第一章 13

文字数 1,169文字

 翌日午前十時。わたしはニューオーウェル市の南西、ウェスト・ヴィレッジと呼ばれる地区を歩いていた。
 このあたりの古い町並みには南端にある金融の中心地ジュール街の喧騒も届かない、静かで穏やかな住宅街だ。ここから東に向かってニューオーウェル大学の敷地に沿って進んだ先にわたしの家があり、北に行けば馴染みの<ノアズ・パパ>がある。

 この勝手知ったるこの近所に、わたしはある人物を訪ねてきていた。

「これから言う住所に行ってこい」

 なかば辞職を覚悟してオフィスに顔を出したわたしに、マクブレイン署長はそう言った。

「メモはとるな」メモどころかペンさえ出していないわたしに署長が用心深く言う。「もちろん他言無用だ。行き先については誰にも話してはならないし、知られてもいけない」
「あの……」
「なんだ?」
「バッジを返さなくていいんですか?」
「辞職したいのか?」
「したくありません」

 わたしの答えに、署長ははりつめていた表情に苛立たしげなため息を添えた。どうやら的はずれなことを訊いたらしい。

「マートンの件の担当からはずすとは言ったが、クビにするとは言ってない」

 予想外の返事に、思わず安堵しそうになったわたしは「ただし」と念を押されてすぐさま居住いを正した。

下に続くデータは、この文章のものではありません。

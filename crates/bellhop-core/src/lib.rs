//! `bellhop-core`: types shared by the reminder queue, the scheduling
//! components and the gateway binary.

pub mod clock;
pub mod config;
pub mod error;
pub mod reminder;
pub mod types;

pub use clock::{Clock, ManualClock, SystemClock};
pub use error::{BellhopError, Result};
pub use reminder::{ReminderDirective, ReminderPayload};
pub use types::{Appointment, AppointmentId, AppointmentStatus, JobKey, ReminderKind};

「きみは自分の立場を見直す必要がある。わかるかね?」

 頷いてみせたが、いまいち話の要点が見えてこない。
 同時に、わたしは頭の隅でこんなことを考えていた。
 不明瞭な持ちかけで言質をとってから騙し打ちにするのはマフィアの手口だ、と。

「よろしい」そんなわたしに構わず署長は続けた。「目的地に着いたら、ある人物と接触してほしい」
「警察関係者ですか?」
「民間人だ。いちおうはな」

 そう付け加える署長の答えに、わたしは眉根を寄せた。

「わたしはそこでなにをすれば? いったいこれはどんな職務なんですか?」
「なにをすべきかは、彼から訊くといい。ひとつ忠告しておくが、彼の言葉はわたしのものと同等として考えることだ」
「つまり、命令された場合はそれに従えと?」
「そうだ。ついでに言っておくが、やつのことは信用するな」

 彼、ということはこれから会う人物は男性なのだろうか。それにしても、従うべき命令を下す相手のことを信用するなとはどういうことか。
 だがわたしはそれ以上署長になにも訊かなかった。どんな質問を向けても満足のいく返答は得られないであろうことは、署長の堅固な態度からもあきらかだったからだ。それがわかりきっているのに、無意味な質問を重ねてこれ以上ボスの神経を逆撫でしても仕方がない。

 住所を確認したわたしは署長に挨拶をするとオフィスをあとにした。

 誰にも知られるな。ドアを閉じる直前、署長が声をかける。
 やつを信用もするな。彼は繰り返した。ドアの隙間から届いた忠告は、墓穴の底からする死者の声のように聞こえた。